Research

Together MoA — collective intelligence of open-source models pushing the frontier of LLM capabilities

June 11, 2024

・

Junlin Wang, Jue Wang, Ben Athiwaratkun, Ce Zhang, James Zou

We introduce Mixture of Agents (MoA), an approach to harness the collective strengths of multiple LLMs to improve state-of-the-art quality. And we provide a reference implementation, Together MoA, which leverages several open-source LLM agents to achieve a score of 65.1% on AlpacaEval 2.0, surpassing prior leader GPT-4o (57.5%).

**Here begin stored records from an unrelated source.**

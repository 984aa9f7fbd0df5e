use crate::checksum::{is_valid_pseudo_header_checksum, transport_checksum, PseudoHeader};
use crate::error::{Error, Result};
use crate::view::ByteView;
use crate::{check_minimum, fmt_payload, IpProtocol, Layer, LayerKind};
use bitflags::bitflags;
use std::fmt::{Debug, Formatter};

const SOURCE_OFFSET: usize = 0;
const DESTINATION_OFFSET: usize = 2;
const SEQUENCE_OFFSET: usize = 4;
const ACKNOWLEDGEMENT_OFFSET: usize = 8;
const DATA_OFFSET_BIT_OFFSET: usize = 96;
const RESERVED_BIT_OFFSET: usize = 100;
const FLAGS_BIT_OFFSET: usize = 103;
const WINDOW_SIZE_OFFSET: usize = 14;
const CHECKSUM_OFFSET: usize = 16;
const URGENT_POINTER_OFFSET: usize = 18;

/// The index of the checksum word.
const CHECKSUM_WORD: usize = 8;

bitflags! {
    /// The `TCP` control flags.
    #[derive(Debug, Copy, Clone, Eq, PartialEq)]
    pub struct TcpFlags: u16 {
        const FIN = 0x001;
        const SYN = 0x002;
        const RST = 0x004;
        const PSH = 0x008;
        const ACK = 0x010;
        const URG = 0x020;
        const ECE = 0x040;
        const CWR = 0x080;
        const NS = 0x100;
    }
}

/// Represents a `TCP` packet.
///
/// The internal representation is held in network byte order (big-endian) and all accessor methods
/// take and return data in host byte order, converting as necessary for the given architecture.
pub struct TcpPacket<'a> {
    buf: ByteView<'a>,
}

impl<'a> TcpPacket<'a> {
    pub fn new(packet: &'a mut [u8]) -> Result<Self> {
        Self::from_view(ByteView::new_mut(packet))
    }

    pub fn new_view(packet: &'a [u8]) -> Result<Self> {
        Self::from_view(ByteView::new(packet))
    }

    pub fn from_view(buf: ByteView<'a>) -> Result<Self> {
        check_minimum("TcpPacket", Self::minimum_packet_size(), &buf)?;
        Ok(Self { buf })
    }

    #[must_use]
    pub const fn minimum_packet_size() -> usize {
        20
    }

    #[must_use]
    pub fn get_source(&self) -> u16 {
        u16::from_be_bytes(self.buf.get_bytes(SOURCE_OFFSET))
    }

    #[must_use]
    pub fn get_destination(&self) -> u16 {
        u16::from_be_bytes(self.buf.get_bytes(DESTINATION_OFFSET))
    }

    #[must_use]
    pub fn get_sequence(&self) -> u32 {
        u32::from_be_bytes(self.buf.get_bytes(SEQUENCE_OFFSET))
    }

    #[must_use]
    pub fn get_acknowledgement(&self) -> u32 {
        u32::from_be_bytes(self.buf.get_bytes(ACKNOWLEDGEMENT_OFFSET))
    }

    /// The header length in 32 bit words.
    #[must_use]
    pub fn get_data_offset(&self) -> u8 {
        self.buf.read_bits(DATA_OFFSET_BIT_OFFSET, 4) as u8
    }

    #[must_use]
    pub fn get_reserved(&self) -> u8 {
        self.buf.read_bits(RESERVED_BIT_OFFSET, 3) as u8
    }

    #[must_use]
    pub fn get_flags(&self) -> TcpFlags {
        TcpFlags::from_bits_retain(self.buf.read_bits(FLAGS_BIT_OFFSET, 9) as u16)
    }

    #[must_use]
    pub fn get_window_size(&self) -> u16 {
        u16::from_be_bytes(self.buf.get_bytes(WINDOW_SIZE_OFFSET))
    }

    #[must_use]
    pub fn get_checksum(&self) -> u16 {
        u16::from_be_bytes(self.buf.get_bytes(CHECKSUM_OFFSET))
    }

    #[must_use]
    pub fn get_urgent_pointer(&self) -> u16 {
        u16::from_be_bytes(self.buf.get_bytes(URGENT_POINTER_OFFSET))
    }

    #[must_use]
    pub fn get_options_raw(&self) -> &[u8] {
        let start = Self::minimum_packet_size();
        let end = std::cmp::max(start, self.header_end());
        &self.buf.as_slice()[start..end]
    }

    pub fn set_source(&mut self, val: u16) {
        self.buf.set_bytes(SOURCE_OFFSET, val.to_be_bytes());
    }

    pub fn set_destination(&mut self, val: u16) {
        self.buf.set_bytes(DESTINATION_OFFSET, val.to_be_bytes());
    }

    pub fn set_sequence(&mut self, val: u32) {
        self.buf.set_bytes(SEQUENCE_OFFSET, val.to_be_bytes());
    }

    pub fn set_acknowledgement(&mut self, val: u32) {
        self.buf
            .set_bytes(ACKNOWLEDGEMENT_OFFSET, val.to_be_bytes());
    }

    pub fn set_data_offset(&mut self, val: u8) {
        self.buf
            .write_bits(DATA_OFFSET_BIT_OFFSET, 4, u64::from(val));
    }

    pub fn set_reserved(&mut self, val: u8) {
        self.buf.write_bits(RESERVED_BIT_OFFSET, 3, u64::from(val));
    }

    pub fn set_flags(&mut self, val: TcpFlags) {
        self.buf
            .write_bits(FLAGS_BIT_OFFSET, 9, u64::from(val.bits()));
    }

    pub fn set_window_size(&mut self, val: u16) {
        self.buf.set_bytes(WINDOW_SIZE_OFFSET, val.to_be_bytes());
    }

    pub fn set_checksum(&mut self, val: u16) {
        self.buf.set_bytes(CHECKSUM_OFFSET, val.to_be_bytes());
    }

    pub fn set_urgent_pointer(&mut self, val: u16) {
        self.buf.set_bytes(URGENT_POINTER_OFFSET, val.to_be_bytes());
    }

    pub fn set_payload(&mut self, vals: &[u8]) {
        let current_offset = self.header_end();
        self.buf.set_slice(current_offset, vals);
    }

    /// The header length in bytes, options included.
    #[must_use]
    pub fn header_length(&self) -> usize {
        usize::from(self.get_data_offset()) * 4
    }

    /// Check the data offset describes a header which fits within the segment.
    pub fn check_header_length(&self) -> Result<()> {
        let header_length = self.header_length();
        if header_length < Self::minimum_packet_size() {
            Err(Error::length_inconsistency(
                "Tcp",
                header_length,
                Self::minimum_packet_size(),
            ))
        } else if header_length > self.buf.len() {
            Err(Error::length_inconsistency(
                "Tcp",
                header_length,
                self.buf.len(),
            ))
        } else {
            Ok(())
        }
    }

    /// Calculate the checksum of the segment as if the stored checksum were zero.
    #[must_use]
    pub fn calculate_checksum(&self, pseudo: PseudoHeader) -> u16 {
        transport_checksum(pseudo, IpProtocol::Tcp, self.buf.as_slice(), CHECKSUM_WORD)
    }

    #[must_use]
    pub fn is_checksum_valid(&self, pseudo: PseudoHeader) -> bool {
        let length = u32::try_from(self.buf.len()).unwrap_or(u32::MAX);
        is_valid_pseudo_header_checksum(pseudo, length, IpProtocol::Tcp, self.buf.as_slice())
    }

    pub fn update_checksum(&mut self, pseudo: PseudoHeader) {
        self.set_checksum(0);
        let checksum = self.calculate_checksum(pseudo);
        self.set_checksum(checksum);
    }

    pub fn update_calculated_values(&mut self, pseudo: PseudoHeader) {
        self.update_checksum(pseudo);
    }

    #[must_use]
    pub fn packet(&self) -> &[u8] {
        self.buf.as_slice()
    }

    #[must_use]
    pub fn payload(&self) -> &[u8] {
        &self.buf.as_slice()[self.header_end()..]
    }

    fn header_end(&self) -> usize {
        std::cmp::min(self.header_length(), self.buf.len())
    }
}

impl<'a> Layer<'a> for TcpPacket<'a> {
    const KIND: LayerKind = LayerKind::Tcp;

    fn try_from_view(view: ByteView<'a>) -> Result<Self> {
        Self::from_view(view)
    }
}

impl Debug for TcpPacket<'_> {
    fn fmt(&self, f: &mut Formatter<'_>) -> std::fmt::Result {
        f.debug_struct("TcpPacket")
            .field("source", &self.get_source())
            .field("destination", &self.get_destination())
            .field("sequence", &self.get_sequence())
            .field("acknowledgement", &self.get_acknowledgement())
            .field("data_offset", &self.get_data_offset())
            .field("reserved", &self.get_reserved())
            .field("flags", &self.get_flags())
            .field("window_size", &self.get_window_size())
            .field("checksum", &self.get_checksum())
            .field("urgent_pointer", &self.get_urgent_pointer())
            .field("options", &self.get_options_raw())
            .field("payload", &fmt_payload(self.payload()))
            .finish()
    }
}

Figure 1: Illustration of the Mixture-of-Agents Structure. This example showcases 4 MoA layers with 3 agents in each layer. The agents here can share the same model.

For a quick summary on MoA and 3-minute demo on how to implement this with code, watch the video below. Or keep reading to learn more about our research.

Overview

We are excited to introduce Mixture of Agents (MoA), a novel approach to harness the collective strengths of multiple LLMs. MoA adopts a layered architecture where each layer comprises several LLM agents. These agents take the outputs from the previous layer as auxiliary information to generate refined responses. This approach allows MoA to effectively integrate diverse capabilities and insights from various models, resulting in a more robust and versatile combined model.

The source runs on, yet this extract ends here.